Here we are going to start our exploration of just enough deep learning be dangerous with topic-modeling.
This is the process of using, in our case, deep learning to group sentences by topics.
This process takes into account that different people may use related words to express the same concept.

## Queries

First we'll need to query the Pubmed website for some titles and abstracts.
We'll use the `Eutils` package to retrieve information.
I've made a shallow pubmed interface to automate some of the obnoxious hurdles.

In [2]:
#hide
#export

from itertools import islice
from Bio import Entrez
import pandas as pd
import numpy as np

from transformers import AutoModel, AutoTokenizer
from umap import UMAP
from fastai.text.all import *
import hdbscan





In [3]:
#hide
#export

# Some utility functions to extact pubmed info


def _get_abstract(pub_record):

    try:
        return 'abstract', ' '.join(pub_record['MedlineCitation']['Article']['Abstract']['AbstractText'])
    except:
        return 'abstract', None


def _get_journal(pub_record):

    try:
        return 'journal', pub_record['MedlineCitation']['Article']['Journal']['ISOAbbreviation']
    except:
        return 'journal', None

def _get_title(pub_record):

    try:
        return 'title', pub_record['MedlineCitation']['Article']['ArticleTitle']
    except:
        return 'title', None


def _get_authors(pub_record):

    try:
        author_list = pub_record['MedlineCitation']['Article']['AuthorList']
        return 'authors', ','.join(auth['LastName'] for auth in author_list)
    except :
        return 'authors', None

def _get_first_author(pub_record):

    try:
        author_list = pub_record['MedlineCitation']['Article']['AuthorList']
        return 'first_author', author_list[0]['LastName']
    except :
        return 'first_author', None


def _get_date(pub_record):

    try:
        date = pub_record['MedlineCitation']['Article']['ArticleDate'][0]
        return 'date', f'{date["Year"]}-{date["Month"]}-{date["Day"]}'
    except :
        return 'date', None

def _get_pmid(pub_record):

    try:
        return 'pmid', str(pub_record['MedlineCitation']['PMID'])
    except :
        return 'pmid', None

In [4]:
#hide
#export

class PubmedInterface(object):

    def __init__(self, email = 'wnd22@drexel.edu'):
        Entrez.email = email


    def query2ids(self, query, retmax = 1000):
        """ Query pubmed to get PMIDs.

        Parameters
        ----------
        query : str
        retmax : int

        Returns
        -------
        list[str]
        """


        handle = Entrez.esearch(db = 'pubmed',
                                retmax = retmax,
                                term = query)
        record = Entrez.read(handle)

        ids = record.get('IdList', [])

        return ids


    def ids2records(self, ids, batch_size = 100):
        """

        Parameters
        ----------
        ids : list[str]

        Returns
        -------

        """

        id_iter = iter(ids)

        batch = list(islice(id_iter, batch_size))
        while batch:

            pubs = Entrez.efetch(db="pubmed", id=",".join(batch),
                                 retmode="xml")
            res = Entrez.read(pubs)
            for pub in res['PubmedArticle']:
                yield self.extract_info(pub)

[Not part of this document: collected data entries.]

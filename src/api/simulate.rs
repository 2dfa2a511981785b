use axum::extract::State;
use axum::Json;
use serde::Deserialize;

use super::AppState;
use crate::domain::{Decimal, TimeMs};
use crate::engine::{profit_input_for, simulate_price_change, PriceScenario, ProfitInput, ShippingRateTable};
use crate::error::AppError;

/// What-if request: either a stored product (inputs resolved server-side,
/// as of now) or a fully inline input set. Exactly one of the two.
#[derive(Debug, Deserialize)]
#[serde(rename_all = "camelCase")]
pub struct SimulateBody {
    pub product_id: Option<i64>,
    pub input: Option<ProfitInput>,
    pub target_price: Decimal,
}

pub async fn simulate_price(
    State(state): State<AppState>,
    Json(body): Json<SimulateBody>,
) -> Result<Json<PriceScenario>, AppError> {
    let input = match (body.product_id, body.input) {
        (Some(id), None) => {
            let product = state
                .repo
                .get_product(id)
                .await?
                .ok_or_else(|| AppError::NotFound(format!("No product with id {}", id)))?;

            let tiers = state
                .repo
                .list_visible_tiers(&product.store_id, &product.marketplace)
                .await?;
            let schedules = state
                .repo
                .list_schedules(&product.store_id, &product.marketplace)
                .await?;

            let table = ShippingRateTable::from_rows(tiers);
            profit_input_for(&product, &table, &schedules, TimeMs::now())
        }
        (None, Some(input)) => input,
        _ => {
            return Err(AppError::BadRequest(
                "Provide exactly one of productId or input".to_string(),
            ))
        }
    };

    Ok(Json(simulate_price_change(&input, body.target_price)))
}
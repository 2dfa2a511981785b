//! Endpoints for the browser-extension capture slot.

use axum::extract::State;
use axum::Json;
use serde::Deserialize;

use crate::api::{parse_scope, AppState};
use crate::capture::ProductCapture;
use crate::error::AppError;

#[derive(Debug, Deserialize)]
#[serde(rename_all = "camelCase")]
pub struct CaptureBody {
    pub store_id: String,
    pub marketplace: String,
    /// Raw captured fields, stored as-is.
    pub payload: serde_json::Value,
}

/// POST /v1/capture
pub async fn push_capture(
    State(state): State<AppState>,
    Json(body): Json<CaptureBody>,
) -> Result<Json<ProductCapture>, AppError> {
    let (store_id, marketplace) = parse_scope(&body.store_id, &body.marketplace)?;
    let capture = state
        .capture
        .publish(store_id, marketplace, body.payload)
        .await;
    tracing::debug!(id = %capture.id, marketplace = %capture.marketplace.as_str(), "Capture stored");
    Ok(Json(capture))
}

/// GET /v1/capture/latest
pub async fn get_latest_capture(
    State(state): State<AppState>,
) -> Result<Json<ProductCapture>, AppError> {
    match state.capture.latest().await {
        Some(capture) => Ok(Json(capture)),
        None => Err(AppError::NotFound(
            "No capture has been pushed yet".to_string(),
        )),
    }
}
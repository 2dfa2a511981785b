use axum::extract::{Path, Query, State};
use axum::Json;
use serde::{Deserialize, Serialize};

use super::{parse_scope, AppState};
use crate::domain::{CommissionSchedule, Decimal, NewCommissionSchedule, ScheduleState, TimeMs};
use crate::error::AppError;

#[derive(Debug, Deserialize)]
#[serde(rename_all = "camelCase")]
pub struct SchedulesQuery {
    pub store_id: String,
    pub marketplace: String,
}

#[derive(Debug, Deserialize)]
#[serde(rename_all = "camelCase")]
pub struct ScheduleBody {
    pub store_id: String,
    pub marketplace: String,
    /// Store-wide campaign when absent, product-scoped when set.
    pub product_id: Option<i64>,
    pub normal_rate: Option<Decimal>,
    pub campaign_rate: Decimal,
    pub campaign_name: String,
    pub valid_from: i64,
    pub valid_until: i64,
    pub seller_discount_share: Option<Decimal>,
    pub marketplace_discount_share: Option<Decimal>,
    pub is_active: Option<bool>,
}

/// Template create: a campaign running from now for a fixed duration.
#[derive(Debug, Deserialize)]
#[serde(rename_all = "camelCase")]
pub struct QuickScheduleBody {
    pub store_id: String,
    pub marketplace: String,
    pub product_id: Option<i64>,
    pub campaign_rate: Decimal,
    pub campaign_name: Option<String>,
    pub duration_hours: i64,
    pub normal_rate: Option<Decimal>,
}

#[derive(Debug, Serialize)]
pub struct ScheduleWithState {
    #[serde(flatten)]
    pub schedule: CommissionSchedule,
    pub state: ScheduleState,
}

#[derive(Debug, Serialize)]
#[serde(rename_all = "camelCase")]
pub struct SchedulesResponse {
    pub schedules: Vec<ScheduleWithState>,
}

fn validate_fraction(value: Decimal, field: &str) -> Result<Decimal, AppError> {
    if value.is_negative() || value >= Decimal::one() {
        return Err(AppError::BadRequest(format!(
            "{} must be a fraction in [0, 1)",
            field
        )));
    }
    Ok(value)
}

fn to_new_schedule(body: &ScheduleBody) -> Result<NewCommissionSchedule, AppError> {
    let (store_id, marketplace) = parse_scope(&body.store_id, &body.marketplace)?;

    let campaign_name = body.campaign_name.trim();
    if campaign_name.is_empty() {
        return Err(AppError::BadRequest(
            "campaignName must not be empty".to_string(),
        ));
    }
    if body.valid_until <= body.valid_from {
        return Err(AppError::BadRequest(
            "validUntil must be after validFrom".to_string(),
        ));
    }

    Ok(NewCommissionSchedule {
        store_id,
        marketplace,
        product_id: body.product_id,
        normal_rate: validate_fraction(body.normal_rate.unwrap_or_default(), "normalRate")?,
        campaign_rate: validate_fraction(body.campaign_rate, "campaignRate")?,
        campaign_name: campaign_name.to_string(),
        valid_from: TimeMs::new(body.valid_from),
        valid_until: TimeMs::new(body.valid_until),
        seller_discount_share: validate_fraction(
            body.seller_discount_share.unwrap_or_default(),
            "sellerDiscountShare",
        )?,
        marketplace_discount_share: validate_fraction(
            body.marketplace_discount_share.unwrap_or_default(),
            "marketplaceDiscountShare",
        )?,
        is_active: body.is_active.unwrap_or(true),
    })
}

/// Every schedule in the scope, each with its lifecycle state as of now.
pub async fn list_schedules(
    Query(params): Query<SchedulesQuery>,
    State(state): State<AppState>,
) -> Result<Json<SchedulesResponse>, AppError> {
    let (store_id, marketplace) = parse_scope(&params.store_id, &params.marketplace)?;

    let now = TimeMs::now();
    let schedules = state
        .repo
        .list_schedules(&store_id, &marketplace)
        .await?
        .into_iter()
        .map(|schedule| ScheduleWithState {
            state: schedule.state_at(now),
            schedule,
        })
        .collect();

    Ok(Json(SchedulesResponse { schedules }))
}

pub async fn create_schedule(
    State(state): State<AppState>,
    Json(body): Json<ScheduleBody>,
) -> Result<Json<serde_json::Value>, AppError> {
    let schedule = to_new_schedule(&body)?;
    let id = state.repo.insert_schedule(&schedule).await?;
    Ok(Json(serde_json::json!({"id": id})))
}

pub async fn create_quick_schedule(
    State(state): State<AppState>,
    Json(body): Json<QuickScheduleBody>,
) -> Result<Json<serde_json::Value>, AppError> {
    let (store_id, marketplace) = parse_scope(&body.store_id, &body.marketplace)?;
    if body.duration_hours <= 0 {
        return Err(AppError::BadRequest(
            "durationHours must be positive".to_string(),
        ));
    }

    let now = TimeMs::now();
    let schedule = NewCommissionSchedule {
        store_id,
        marketplace,
        product_id: body.product_id,
        normal_rate: validate_fraction(body.normal_rate.unwrap_or_default(), "normalRate")?,
        campaign_rate: validate_fraction(body.campaign_rate, "campaignRate")?,
        campaign_name: body
            .campaign_name
            .as_deref()
            .map(str::trim)
            .filter(|s| !s.is_empty())
            .unwrap_or("Hizli kampanya")
            .to_string(),
        valid_from: now,
        valid_until: TimeMs::new(
            now.as_ms()
                .saturating_add(body.duration_hours.saturating_mul(3_600_000)),
        ),
        seller_discount_share: Decimal::zero(),
        marketplace_discount_share: Decimal::zero(),
        is_active: true,
    };

    let id = state.repo.insert_schedule(&schedule).await?;
    Ok(Json(serde_json::json!({
        "id": id,
        "validFrom": schedule.valid_from.as_ms(),
        "validUntil": schedule.valid_until.as_ms(),
    })))
}

/// Soft deactivation: the row survives for history, but the kill-switch is
/// terminal. Recreating the campaign means a new row.
pub async fn deactivate_schedule(
    Path(id): Path<i64>,
    State(state): State<AppState>,
) -> Result<Json<serde_json::Value>, AppError> {
    let deactivated = state.repo.deactivate_schedule(id).await?;
    if !deactivated {
        return Err(AppError::NotFound(format!(
            "No active schedule with id {}",
            id
        )));
    }
    Ok(Json(serde_json::json!({"deactivated": true})))
}
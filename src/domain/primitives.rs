//! Domain primitives: TimeMs, StoreId, Marketplace.

use serde::{Deserialize, Serialize};

/// Time in milliseconds since Unix epoch.
#[derive(Debug, Clone, Copy, PartialEq, Eq, PartialOrd, Ord, Hash, Serialize, Deserialize)]
pub struct TimeMs(pub i64);

impl TimeMs {
    /// Create a TimeMs from milliseconds.
    pub fn new(ms: i64) -> Self {
        TimeMs(ms)
    }

    /// The current wall-clock time.
    pub fn now() -> Self {
        TimeMs(chrono::Utc::now().timestamp_millis())
    }

    /// Get the underlying milliseconds value.
    pub fn as_ms(&self) -> i64 {
        self.0
    }
}

/// Seller store identifier (external account id, opaque string).
#[derive(Debug, Clone, PartialEq, Eq, PartialOrd, Ord, Hash, Serialize, Deserialize)]
pub struct StoreId(pub String);

impl StoreId {
    /// Create a StoreId from a string.
    pub fn new(id: String) -> Self {
        StoreId(id)
    }

    /// Get the store id as a string reference.
    pub fn as_str(&self) -> &str {
        &self.0
    }
}

impl std::fmt::Display for StoreId {
    fn fmt(&self, f: &mut std::fmt::Formatter<'_>) -> std::fmt::Result {
        write!(f, "{}", self.0)
    }
}

/// Marketplace channel key (e.g., "trendyol", "hepsiburada", "n11").
///
/// Normalized on construction: trimmed and ASCII-lowercased, so that
/// lookups and scope matching never depend on caller casing.
#[derive(Debug, Clone, PartialEq, Eq, PartialOrd, Ord, Hash, Serialize, Deserialize)]
pub struct Marketplace(String);

impl Marketplace {
    /// Create a Marketplace key, normalizing the raw channel name.
    pub fn new(raw: &str) -> Self {
        Marketplace(raw.trim().to_ascii_lowercase())
    }

    /// Get the marketplace key as a string reference.
    pub fn as_str(&self) -> &str {
        &self.0
    }
}

impl std::fmt::Display for Marketplace {
    fn fmt(&self, f: &mut std::fmt::Formatter<'_>) -> std::fmt::Result {
        write!(f, "{}", self.0)
    }
}
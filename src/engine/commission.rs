//! Commission schedule resolution with deterministic tie-breaking.

use crate::domain::{CommissionSchedule, Decimal, Marketplace, TimeMs};
use serde::{Deserialize, Serialize};

/// The single commission rate to apply at one instant. Derived, never stored.
#[derive(Debug, Clone, PartialEq, Eq, Serialize, Deserialize)]
#[serde(rename_all = "camelCase")]
pub struct CommissionResolution {
    /// Effective fraction to charge on the sales price.
    pub rate: Decimal,
    /// True when a campaign override won; false means the fallback applied.
    pub is_campaign_active: bool,
    /// The winning campaign's label, when one won.
    pub campaign_name: Option<String>,
    /// The winning schedule's row id, for attribution.
    pub schedule_id: Option<i64>,
}

impl CommissionResolution {
    /// The no-campaign resolution carrying the product's own rate.
    pub fn fallback(rate: Decimal) -> Self {
        CommissionResolution {
            rate,
            is_campaign_active: false,
            campaign_name: None,
            schedule_id: None,
        }
    }
}

/// Resolve the commission rate for a product at `now`.
///
/// A schedule competes only when its kill-switch is on, its marketplace
/// matches, and `now` lies inside its half-open window. Among competitors a
/// product-scoped schedule always beats a store-wide one, regardless of
/// which started later. Within one scope the latest `valid_from` wins, and
/// an exact start-time tie goes to the larger id (the later-created row).
/// With no competitor the product's own `fallback_rate` carries.
pub fn resolve_commission_rate(
    product_id: i64,
    marketplace: &Marketplace,
    schedules: &[CommissionSchedule],
    fallback_rate: Decimal,
    now: TimeMs,
) -> CommissionResolution {
    let active = schedules
        .iter()
        .filter(|s| s.marketplace == *marketplace && s.is_in_window(now));

    let mut product_winner: Option<&CommissionSchedule> = None;
    let mut store_winner: Option<&CommissionSchedule> = None;

    for schedule in active {
        match schedule.product_id {
            Some(pid) if pid == product_id => {
                product_winner = Some(newer(product_winner, schedule));
            }
            Some(_) => {}
            None => {
                store_winner = Some(newer(store_winner, schedule));
            }
        }
    }

    match product_winner.or(store_winner) {
        Some(winner) => CommissionResolution {
            rate: winner.campaign_rate,
            is_campaign_active: true,
            campaign_name: Some(winner.campaign_name.clone()),
            schedule_id: Some(winner.id),
        },
        None => CommissionResolution::fallback(fallback_rate),
    }
}

/// Pick the schedule with the later `valid_from`; ties go to the larger id.
fn newer<'a>(
    current: Option<&'a CommissionSchedule>,
    candidate: &'a CommissionSchedule,
) -> &'a CommissionSchedule {
    match current {
        None => candidate,
        Some(held) => {
            if (candidate.valid_from, candidate.id) > (held.valid_from, held.id) {
                candidate
            } else {
                held
            }
        }
    }
}
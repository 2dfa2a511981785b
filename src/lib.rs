pub mod api;
pub mod capture;
pub mod config;
pub mod db;
pub mod domain;
pub mod engine;
pub mod error;
pub mod views;

pub use capture::{CaptureSlot, ProductCapture};
pub use config::Config;
pub use db::{init_db, Repository};
pub use domain::{
    CommissionSchedule, Decimal, Marketplace, OrderLine, Product, RateType, ScheduleState,
    ShippingRateTier, StoreId, TimeMs,
};
pub use error::AppError;
pub use views::{FinancialView, Refresher, ResolvedProduct};
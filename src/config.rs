use std::collections::HashMap;
use thiserror::Error;

#[derive(Debug, Clone)]
pub struct Config {
    pub port: u16,
    pub database_path: String,
    /// Seed marketplace default rate cards into an empty database on startup.
    pub seed_default_rates: bool,
    /// Display currency code carried through exports (amounts are not converted).
    pub currency: String,
}

#[derive(Debug, Error)]
pub enum ConfigError {
    #[error("Missing required environment variable: {0}")]
    MissingEnv(String),
    #[error("Invalid value for {0}: {1}")]
    InvalidValue(String, String),
}

impl Config {
    pub fn from_env() -> Result<Self, ConfigError> {
        Self::from_env_map(std::env::vars().collect())
    }

    pub fn from_env_map(env_map: HashMap<String, String>) -> Result<Self, ConfigError> {
        let port = env_map
            .get("PORT")
            .map(|s| s.as_str())
            .unwrap_or("8080")
            .parse::<u16>()
            .map_err(|_| {
                ConfigError::InvalidValue("PORT".to_string(), "must be a valid u16".to_string())
            })?;

        let database_path = env_map
            .get("DATABASE_PATH")
            .cloned()
            .ok_or_else(|| ConfigError::MissingEnv("DATABASE_PATH".to_string()))?;

        let seed_default_rates = match env_map
            .get("SEED_DEFAULT_RATES")
            .map(|s| s.as_str())
            .unwrap_or("true")
        {
            "true" | "1" => true,
            "false" | "0" => false,
            other => {
                return Err(ConfigError::InvalidValue(
                    "SEED_DEFAULT_RATES".to_string(),
                    format!("must be true or false, got {}", other),
                ))
            }
        };

        let currency = env_map
            .get("CURRENCY")
            .map(|s| s.trim().to_ascii_uppercase())
            .filter(|s| !s.is_empty())
            .unwrap_or_else(|| "TRY".to_string());

        Ok(Config {
            port,
            database_path,
            seed_default_rates,
            currency,
        })
    }
}
//! Database module for SQLite operations.
//!
//! This module provides:
//! - Database initialization and migrations
//! - SQLite pragma configuration
//! - Repository layer for database operations
//! - Default marketplace rate card seeding

pub mod migrations;
pub mod repo;
pub mod seed;

pub use migrations::init_db;
pub use repo::Repository;
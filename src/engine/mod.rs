//! Pure computation engine for deterministic financial resolution.
//!
//! Every function here is synchronous arithmetic over in-memory inputs:
//! no I/O, no clock reads, no shared state. Callers supply `now` and a
//! consistent snapshot of the reference data.

pub mod commission;
pub mod financials;
pub mod profit;
pub mod shipping;
pub mod simulate;

pub use commission::{resolve_commission_rate, CommissionResolution};
pub use financials::{profit_input_for, resolve_product_financials, ProductFinancials};
pub use profit::{calculate_profit, ProfitBreakdown, ProfitInput};
pub use shipping::{resolve_shipping_cost, ShippingRateTable};
pub use simulate::{simulate_price_change, PriceScenario};
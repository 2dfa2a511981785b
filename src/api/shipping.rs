use axum::extract::{Path, Query, State};
use axum::Json;
use serde::{Deserialize, Serialize};

use super::{parse_scope, AppState};
use crate::domain::{
    Decimal, Marketplace, NewShippingRateTier, RateType, ShippingRateTier, StoreId, UNBOUNDED_MAX,
};
use crate::engine::ShippingRateTable;
use crate::error::AppError;

#[derive(Debug, Deserialize)]
#[serde(rename_all = "camelCase")]
pub struct TiersQuery {
    pub store_id: String,
    pub marketplace: String,
}

/// Custom tier payload. Bounds and cost are required; a band with no
/// upper limit uses the sentinel (`maxValue >= 999999`).
#[derive(Debug, Deserialize)]
#[serde(rename_all = "camelCase")]
pub struct TierBody {
    pub store_id: String,
    pub marketplace: String,
    pub rate_type: RateType,
    pub min_value: Decimal,
    pub max_value: Decimal,
    pub cost: Decimal,
    pub vat_included: Option<bool>,
    pub is_active: Option<bool>,
}

#[derive(Debug, Deserialize)]
#[serde(rename_all = "camelCase")]
pub struct ResetBody {
    pub store_id: String,
    pub marketplace: String,
    /// Reset one axis only when given, both otherwise.
    pub rate_type: Option<RateType>,
}

#[derive(Debug, Serialize)]
#[serde(rename_all = "camelCase")]
pub struct TiersResponse {
    /// The set lookups actually use, customs already shadowing defaults.
    pub tiers: Vec<ShippingRateTier>,
}

fn to_new_tier(
    body: &TierBody,
    store_id: StoreId,
    marketplace: Marketplace,
) -> Result<NewShippingRateTier, AppError> {
    if body.min_value.is_negative() {
        return Err(AppError::BadRequest("minValue must be >= 0".to_string()));
    }
    if body.max_value <= body.min_value {
        return Err(AppError::BadRequest(
            "maxValue must be greater than minValue".to_string(),
        ));
    }
    if body.cost.is_negative() {
        return Err(AppError::BadRequest("cost must be >= 0".to_string()));
    }

    Ok(NewShippingRateTier {
        store_id: Some(store_id),
        marketplace,
        rate_type: body.rate_type,
        min_value: body.min_value,
        max_value: body.max_value,
        cost: body.cost,
        vat_included: body.vat_included.unwrap_or(true),
        is_active: body.is_active.unwrap_or(true),
    })
}

/// Two half-open bands on the same axis overlap when each starts below the
/// other's end. An unbounded band has no end.
fn bands_overlap(candidate: &NewShippingRateTier, existing: &ShippingRateTier) -> bool {
    let candidate_unbounded = candidate.max_value >= Decimal::from(UNBOUNDED_MAX);
    let candidate_starts_below_end =
        existing.is_unbounded() || candidate.min_value < existing.max_value;
    let existing_starts_below_end =
        candidate_unbounded || existing.min_value < candidate.max_value;
    candidate_starts_below_end && existing_starts_below_end
}

/// Reject a write that would break the non-overlap invariant within the
/// store's custom partition for this axis. Inactive rows stay out of
/// lookup, so they do not participate.
async fn ensure_no_overlap(
    state: &AppState,
    store_id: &StoreId,
    marketplace: &Marketplace,
    candidate: &NewShippingRateTier,
    exclude_id: Option<i64>,
) -> Result<(), AppError> {
    if !candidate.is_active {
        return Ok(());
    }

    let rows = state.repo.list_visible_tiers(store_id, marketplace).await?;
    let conflict = rows.iter().find(|t| {
        t.is_custom()
            && t.is_active
            && t.rate_type == candidate.rate_type
            && Some(t.id) != exclude_id
            && bands_overlap(candidate, t)
    });

    if let Some(t) = conflict {
        return Err(AppError::BadRequest(format!(
            "Band [{}, {}) overlaps existing tier {}",
            candidate.min_value, candidate.max_value, t.id
        )));
    }
    Ok(())
}

/// The tier set in effect for a scope, customs already shadowing defaults.
pub async fn list_tiers(
    Query(params): Query<TiersQuery>,
    State(state): State<AppState>,
) -> Result<Json<TiersResponse>, AppError> {
    let (store_id, marketplace) = parse_scope(&params.store_id, &params.marketplace)?;

    let rows = state.repo.list_visible_tiers(&store_id, &marketplace).await?;
    let table = ShippingRateTable::from_rows(rows);

    Ok(Json(TiersResponse {
        tiers: table.tiers().to_vec(),
    }))
}

pub async fn create_tier(
    State(state): State<AppState>,
    Json(body): Json<TierBody>,
) -> Result<Json<serde_json::Value>, AppError> {
    let (store_id, marketplace) = parse_scope(&body.store_id, &body.marketplace)?;
    let tier = to_new_tier(&body, store_id.clone(), marketplace.clone())?;

    ensure_no_overlap(&state, &store_id, &marketplace, &tier, None).await?;
    let id = state.repo.insert_tier(&tier).await?;

    Ok(Json(serde_json::json!({"id": id})))
}

/// Replace a custom tier. The body carries the tier's own scope; the
/// overlap check runs against that partition with this row excluded.
pub async fn update_tier(
    Path(id): Path<i64>,
    State(state): State<AppState>,
    Json(body): Json<TierBody>,
) -> Result<Json<serde_json::Value>, AppError> {
    let (store_id, marketplace) = parse_scope(&body.store_id, &body.marketplace)?;
    let tier = to_new_tier(&body, store_id.clone(), marketplace.clone())?;

    ensure_no_overlap(&state, &store_id, &marketplace, &tier, Some(id)).await?;
    let updated = state.repo.update_tier(id, &tier).await?;
    if !updated {
        return Err(AppError::NotFound(format!("No custom tier with id {}", id)));
    }

    Ok(Json(serde_json::json!({"updated": true})))
}

pub async fn delete_tier(
    Path(id): Path<i64>,
    State(state): State<AppState>,
) -> Result<Json<serde_json::Value>, AppError> {
    let deleted = state.repo.delete_tier(id).await?;
    if !deleted {
        return Err(AppError::NotFound(format!("No custom tier with id {}", id)));
    }
    Ok(Json(serde_json::json!({"deleted": true})))
}

/// Delete the store's custom rows so the marketplace defaults apply again.
pub async fn reset_tiers(
    State(state): State<AppState>,
    Json(body): Json<ResetBody>,
) -> Result<Json<serde_json::Value>, AppError> {
    let (store_id, marketplace) = parse_scope(&body.store_id, &body.marketplace)?;
    let deleted = state
        .repo
        .reset_tiers(&store_id, &marketplace, body.rate_type)
        .await?;

    Ok(Json(serde_json::json!({"deleted": deleted})))
}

            batch = list(islice(id_iter, batch_size))

    def extract_info(self, pub_record):

        field_funcs = [_get_pmid,
                       _get_date,
                       _get_first_author,
                       _get_journal,
                       _get_title,
                       _get_abstract,
                       _get_authors]

        return dict(f(pub_record) for f  in field_funcs)


    def query2df(self, query, retmax = 1000, batch_size = 100):

        pmids = self.query2ids(query, retmax=retmax)
        df = pd.DataFrame(list(self.ids2records(pmids, batch_size=batch_size)))
        return df

This `PubmedInterface` queries Pubmed using the `BioPython` library.
It also simplifies the extraction of common information from their complex XLM format.

Use it like so.

In [5]:
QUERY = 'HIV-1 cellular tropism'

interface = PubmedInterface()
pmids = interface.query2ids(QUERY)
print(pmids[:5])

for pub in interface.ids2records(pmids[:5]):
    print(pub['pmid'], pub['title'])

['33191758', '33085078', '32992787', '32985522', '32843050']
33191758 Intrapatient Evolutionary Dynamics in an Individual Infected with HIV-1 CRF01_AE Who Experienced Periods of Treatment Failure.
33085078 Opsoclonus-myoclonus-ataxia syndrome associated with central nervous system HIV-1 escape phenomenon.
32992787 Macrophage Tropism in Pathogenic HIV-1 and SIV Infections.
32985522 Immune activation correlates with and predicts CXCR4 co-receptor tropism switch in HIV-1 infection.
32843050 First case of Dolutegravir and Darunavir/r multi drug-resistant HIV-1 in Cameroon following exposure to Raltegravir: lessons and implications in the era of transition to Dolutegravir-based regimens.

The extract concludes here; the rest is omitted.